L’Europa ci ricorda che l’Italia soffre di guai annosi, scarsissima dinamica di crescita, alto debito pubblico. Nelle analisi uscite ieri da Bruxelles è vano cercare giudizi pro o contro l’ultimo mese di attività del nostro governo, come vorrebbe la nostra politica. Vi si legge invece un richiamo alla realtà, utile anche in altri Paesi dell’Unione.
A meno di tre settimane dal voto per il Parlamento di Strasburgo, gli stessi mercati finanziari che nel 2011-12 hanno spinto l’euro sull’orlo della rottura ora paiono sicuri che la costruzione reggerà. Anche il Portogallo si svincola dall’assistenza, d’ora in poi non dovrà più obbedire alla «troika». Perfino la Grecia tira il fiato, tanto che i sondaggi elettorali mostrano un calo delle estreme.
I tassi di interesse nel Sud dell’area euro scendono, esponendo a una nuova figuraccia le ormai screditatissime agenzie di «rating».
Secondo loro, il debito italiano resta oggi meno affidabile di quello della Colombia o del Kazakhstan; il debito spagnolo, che gli investitori si contendono accettando di ricavarne meno del 3%, è addirittura classificato un gradino più in giù.
Non a caso, nel procedere della campagna elettorale le forze anti-euro stanno perdendo un po’ dell’abbrivio datogli da due anni di austerità. Tuttavia, dei mercati finanziari non bisogna fidarsi nemmeno quando portano doni, perché si tratta di mandrie inquiete, prima tutti in una direzione, poi tutti nell’altra, non si sa fino a quando. Il Fmi già ammonisce contro eccessi di ottimismo.
Possiamo dire che l’euro è fuori pericolo; i profeti di catastrofe sono stati smentiti. Ma il futuro del continente resta molto incerto, non solo a causa delle tensioni con la Russia. Nel confermare che una ripresa economica è partita, e che investe anche i Paesi deboli, le previsioni pubblicate ieri dalla Commissione europea ne circoscrivono la portata rispetto alle speranze di diversi governi.
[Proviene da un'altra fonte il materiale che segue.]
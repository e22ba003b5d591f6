use crate::token::{Span, Token, TokenKind};

/// Splits an expression into tokens.
///
/// The lexer never fails: characters it does not recognise are dropped and
/// remembered in [`Lexer::skipped`]. The last token produced is always a
/// single `Eof`, after which the iterator is exhausted.
pub struct Lexer<'source> {
    source: &'source str,
    rest: &'source str,
    position: usize,
    skipped: Vec<Span>,
    finished: bool,
}

impl<'source> Lexer<'source> {
    pub fn new(source: &'source str) -> Self {
        Self {
            source,
            rest: source,
            position: 0,
            skipped: Vec::new(),
            finished: false,
        }
    }

    /// Spans of the characters dropped so far because they start no token.
    pub fn skipped(&self) -> &[Span] {
        &self.skipped
    }
}

/// Lex a whole expression. The returned vector always ends in exactly one `Eof`.
pub fn tokenize(expression: &str) -> Vec<Token<'_>> {
    Lexer::new(expression).collect()
}

enum State {
    Number,
    Ident,
}

macro_rules! token {
    ($kind:ident, $start:ident, $self:ident) => {
        return Some(Token {
            kind: TokenKind::$kind,
            text: &$self.source[$start..$self.position],
            span: Span {
                start: $start,
                end: $self.position,
            },
        })
    };
}

impl<'source> Iterator for Lexer<'source> {
    type Item = Token<'source>;

    fn next(&mut self) -> Option<Self::Item> {
        if self.finished {
            return None;
        }

        loop {
            let mut chars = self.rest.chars();
            let c_start = self.position;
            let Some(c) = chars.next() else {
                self.finished = true;
                return Some(Token {
                    kind: TokenKind::Eof,
                    text: &self.source[c_start..],
                    span: Span::new(c_start, c_start),
                });
            };

            self.rest = chars.as_str();
            self.position += c.len_utf8();

            let state = match c {
                '+' => token!(Plus, c_start, self),
                '-' => token!(Minus, c_start, self),
                '*' => {
                    if self.rest.starts_with('*') {
                        self.position += 1;
                        self.rest = &self.rest[1..];
                        token!(StarStar, c_start, self)
                    }

                    token!(Star, c_start, self)
                }
                '/' => token!(Slash, c_start, self),
                '^' => token!(Caret, c_start, self),
                '(' => token!(OpenParen, c_start, self),
                ')' => token!(CloseParen, c_start, self),

                '0'..='9' | '.' => State::Number,
                'a'..='z' | 'A'..='Z' | '_' => State::Ident,

                c if c.is_whitespace() => continue,

                _ => {
                    self.skipped.push(Span::new(c_start, self.position));
                    continue;
                }
            };

            break Some(match state {
                // Any number of dots is accepted here; the parser decides whether
                // the literal is a valid float.
                State::Number => {
                    self.eat_while(c_start, TokenKind::Number, |c| c.is_ascii_digit() || c == '.')
                }
                State::Ident => self.eat_while(c_start, TokenKind::Identifier, |c| {
                    c.is_ascii_alphanumeric() || c == '_'
                }),
            });
        }
    }
}

impl<'source> Lexer<'source> {
    fn eat_while<F>(&mut self, start: usize, kind: TokenKind, matcher: F) -> Token<'source>
    where
        F: Fn(char) -> bool,
    {
        let len = self
            .rest
            .find(|c: char| !matcher(c))
            .unwrap_or(self.rest.len());
        self.position += len;
        self.rest = &self.rest[len..];

        Token {
            kind,
            text: &self.source[start..self.position],
            span: Span::new(start, self.position),
        }
    }
}

#[cfg(test)]
mod tests {
    use super::*;

    fn kinds(input: &str) -> Vec<TokenKind> {
        tokenize(input).into_iter().map(|t| t.kind).collect()
    }

    fn texts(input: &str) -> Vec<&str> {
        tokenize(input).into_iter().map(|t| t.text).collect()
    }

    #[test]
    fn test_operators() {
        use TokenKind::*;

        assert_eq!(
            kinds("+ - * / ^ ** ( )"),
            vec![Plus, Minus, Star, Slash, Caret, StarStar, OpenParen, CloseParen, Eof]
        );

        // `***` is a power operator followed by a multiplication
        assert_eq!(kinds("2***3"), vec![Number, StarStar, Star, Number, Eof]);
    }

    #[test]
    fn test_numbers() {
        for (input, expected) in [
            ("3", "3"),
            ("345", "345"),
            ("3.25", "3.25"),
            (".5", ".5"),
            ("7.", "7."),
            ("1.2.3", "1.2.3"),
        ] {
            let tokens = tokenize(input);
            assert_eq!(tokens.len(), 2, "when lexing '{input}'");
            assert_eq!(tokens[0].kind, TokenKind::Number, "when lexing '{input}'");
            assert_eq!(tokens[0].text, expected, "when lexing '{input}'");
        }
    }

    #[test]
    fn test_identifiers() {
        assert_eq!(texts("sqrt(x_1)"), vec!["sqrt", "(", "x_1", ")", ""]);
        assert_eq!(texts("_Pi2"), vec!["_Pi2", ""]);

        // Digits followed by letters are a number and an identifier
        assert_eq!(
            kinds("2pi"),
            vec![TokenKind::Number, TokenKind::Identifier, TokenKind::Eof]
        );
    }

    #[test]
    fn test_skips_unknown_characters() {
        let mut lexer = Lexer::new("  2 $ + 3 ");
        let tokens: Vec<_> = lexer.by_ref().collect();
        assert_eq!(
            tokens.iter().map(|t| t.text).collect::<Vec<_>>(),
            vec!["2", "+", "3", ""]
        );
        assert_eq!(lexer.skipped(), &[Span::new(4, 5)]);

        // Multi-byte characters are skipped whole
        let mut lexer = Lexer::new("2×3");
        let tokens: Vec<_> = lexer.by_ref().collect();
        assert_eq!(tokens.len(), 3);
        assert_eq!(tokens[1].span, Span::new(3, 4));
        assert_eq!(lexer.skipped(), &[Span::new(1, 3)]);
    }

    #[test]
    fn test_always_ends_in_single_eof() {
        for input in ["", "   ", "$$$", "1 + 2", "((("] {
            let tokens = tokenize(input);
            let eofs = tokens.iter().filter(|t| t.kind == TokenKind::Eof).count();
            assert_eq!(eofs, 1, "when lexing '{input}'");
            assert_eq!(tokens.last().map(|t| t.kind), Some(TokenKind::Eof));
        }

        let mut lexer = Lexer::new("1");
        assert!(lexer.next().is_some());
        assert!(lexer.next().is_some());
        assert!(lexer.next().is_none());
        assert!(lexer.next().is_none());
    }

    #[test]
    fn test_spans() {
        let tokens = tokenize("12 ** x");
        assert_eq!(tokens[0].span, Span::new(0, 2));
        assert_eq!(tokens[1].span, Span::new(3, 5));
        assert_eq!(tokens[2].span, Span::new(6, 7));
        assert_eq!(tokens[3].span, Span::new(7, 7));
    }
}
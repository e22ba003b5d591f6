use miette::SourceSpan;

use crate::error::EvalError;
use crate::lexer::Lexer;
use crate::math::{self, infix_binding_power, BinaryOperator, Function};
use crate::token::{Span, Token, TokenKind};

pub const DEFAULT_MAX_DEPTH: usize = 256;

/// How forgiving the parser is about malformed input.
#[derive(Debug, Copy, Clone, PartialEq, Eq, Default)]
pub enum Strictness {
    /// Unknown characters are dropped, a missing `)` is assumed and anything
    /// after the first complete expression is ignored.
    #[default]
    Lenient,
    /// Each of those situations is reported as an error instead.
    Strict,
}

#[derive(Debug, Copy, Clone, PartialEq, Eq)]
pub struct EvalOptions {
    pub strictness: Strictness,
    /// Maximum nesting of parentheses, function calls, unary minus and
    /// exponent chains.
    pub max_depth: usize,
}

impl Default for EvalOptions {
    fn default() -> Self {
        Self {
            strictness: Strictness::default(),
            max_depth: DEFAULT_MAX_DEPTH,
        }
    }
}

/// Evaluates an expression while parsing it; no syntax tree is built.
///
/// A parser is good for a single expression. The cursor only ever moves
/// forward and never past the trailing `Eof` token.
pub struct Parser<'source> {
    source: &'source str,
    tokens: Vec<Token<'source>>,
    skipped: Vec<Span>,
    position: usize,
    depth: usize,
    options: EvalOptions,
}

impl<'source> Parser<'source> {
    pub fn new(source: &'source str, options: EvalOptions) -> Self {
        let mut lexer = Lexer::new(source);
        let tokens = lexer.by_ref().collect();
        let skipped = lexer.skipped().to_vec();

        Self {
            source,
            tokens,
            skipped,
            position: 0,
            depth: 0,
            options,
        }
    }

    pub fn parse(&mut self) -> Result<f64, EvalError> {
        let strict = self.options.strictness == Strictness::Strict;

        if strict {
            if let Some(span) = self.skipped.first() {
                return Err(EvalError::UnexpectedCharacter {
                    character: self.source[span.start..span.end].to_string(),
                    span: (*span).into(),
                });
            }
        }

        let value = self.parse_expression_within(0)?;

        // Ensure we've consumed all tokens
        let rest = self.peek();
        if strict && rest.kind != TokenKind::Eof {
            return Err(EvalError::TrailingInput {
                span: Span::new(rest.span.start, self.source.len()).into(),
            });
        }

        if value.is_nan() {
            return Err(EvalError::NotANumber {
                span: self.whole_expression(),
            });
        }

        Ok(value)
    }

    fn whole_expression(&self) -> SourceSpan {
        Span::new(0, self.source.len()).into()
    }

    fn peek(&self) -> Token<'source> {
        self.tokens[self.position]
    }

    fn next(&mut self) -> Token<'source> {
        let token = self.peek();
        if token.kind != TokenKind::Eof {
            self.position += 1;
        }

        token
    }

    pub fn parse_expression_within(&mut self, min_bp: u8) -> Result<f64, EvalError> {
        self.descend(|parser| parser.parse_binary(min_bp))
    }

    fn parse_binary(&mut self, min_bp: u8) -> Result<f64, EvalError> {
        let mut lhs = self.parse_primary()?;

        loop {
            let op = match self.peek() {
                token if token.kind.is_operator() => token,
                _ => break,
            };
            let Some((l_bp, r_bp)) = infix_binding_power(&op.kind) else {
                break;
            };
            if l_bp <= min_bp {
                break;
            }

            self.next();
            let rhs = self.parse_expression_within(r_bp)?;
            lhs = BinaryOperator::from(&op.kind).apply(lhs, rhs);
        }

        Ok(lhs)
    }

    /// Runs `f` one nesting level deeper, failing once `max_depth` is reached.
    fn descend<F>(&mut self, f: F) -> Result<f64, EvalError>
    where
        F: FnOnce(&mut Self) -> Result<f64, EvalError>,
    {
        if self.depth >= self.options.max_depth {
            return Err(EvalError::TooDeep {
                limit: self.options.max_depth,
                span: self.peek().span.into(),
            });
        }

        self.depth += 1;
        let result = f(self);
        self.depth -= 1;

        result
    }

    pub fn parse_primary(&mut self) -> Result<f64, EvalError> {
        let token = self.next();
        match token.kind {
            TokenKind::Number => token
                .text
                .parse::<f64>()
                .map_err(|_| EvalError::InvalidNumber {
                    literal: token.text.to_string(),
                    span: token.span.into(),
                }),
            TokenKind::Minus => Ok(-self.descend(Self::parse_primary)?),
            TokenKind::OpenParen => {
                let value = self.parse_expression_within(0)?;
                self.expect_close_paren()?;
                Ok(value)
            }
            TokenKind::Identifier => self.parse_identifier(token),
            TokenKind::Eof => Err(EvalError::UnexpectedEndOfInput {
                span: token.span.into(),
            }),
            _ => Err(EvalError::UnexpectedToken {
                found: token.text.to_string(),
                span: token.span.into(),
            }),
        }
    }

    fn parse_identifier(&mut self, token: Token<'source>) -> Result<f64, EvalError> {
        let name = token.text.to_ascii_lowercase();
        if let Some(value) = math::constant(&name) {
            return Ok(value);
        }

        if self.peek().kind != TokenKind::OpenParen {
            return Err(EvalError::UnknownIdentifier {
                name: token.text.to_string(),
                span: token.span.into(),
            });
        }

        let Some(function) = Function::from_name(&name) else {
            return Err(EvalError::UnknownFunction {
                name: token.text.to_string(),
                span: token.span.into(),
            });
        };

        self.next();
        let argument = self.parse_expression_within(0)?;
        self.expect_close_paren()?;

        Ok(function.apply(argument))
    }

    fn expect_close_paren(&mut self) -> Result<(), EvalError> {
        let token = self.peek();
        if token.kind == TokenKind::CloseParen {
            self.next();
            return Ok(());
        }

        match self.options.strictness {
            Strictness::Strict => Err(EvalError::UnclosedParen {
                span: token.span.into(),
            }),
            Strictness::Lenient => {
                tracing::trace!(position = token.span.start, "assuming missing `)`");
                Ok(())
            }
        }
    }
}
Nel quadro tracciato, il ritmo di aumento dei prezzi dovrebbe restare basso molto a lungo. Questo non giova a chi vuole intraprendere nuovi affari. Le previsioni di Bruxelles sull’inflazione si collocano al di sotto di quelle della Bce; rafforzano chi chiede a Mario Draghi di fare di più, mettendo moneta in circolo.
Da parte sua l’Italia vi trova la conferma di soffrire di mali indipendenti dall’euro, e preesistenti. Da oltre 15 anni la nostra economia mostra scarsa vitalità; il debito pubblico per la gran parte ce lo trasciniamo dagli Anni 80, e proprio in vani tentativi di rilanciare la crescita attraverso la spesa pubblica eravamo tornati ad appesantirlo nei primi anni del nuovo secolo.
I segni di miglioramento che vediamo attorno a noi, testimoniati dalla maggiore fiducia sia tra le famiglie, sia tra le imprese, sono appena sufficienti a iniziare una lenta risalita. Passato lo spettacolo elettorale, la politica dovrà produrre risultati significativi prima delle ferie, o gli umori torneranno a peggiorare.
La legge di stabilità 2015 richiederà sforzi ingenti; al momento i numeri non ci sono proprio. Inutile discettare ora su quanto si potrà ottenere negli oscuri spazi di interpretazione che le regole di bilancio europee consentono. Convinceremo gli interlocutori solo se davvero si comincerà a cambiare qualche pezzo di una macchina dello Stato che non funziona.
Il paradosso dell’Italia in questo momento è che quasi tutti proclamano «non se ne può più», eppure molti nel concreto fanno resistenza a ogni cambiamento che li riguardi. Il successo di Beppe Grillo si deve all’abilità di cogliere entrambi gli aspetti; il limite che ne consegue, di non proporre quasi mai nulla, diventerà evidente solo se chi governa realizza.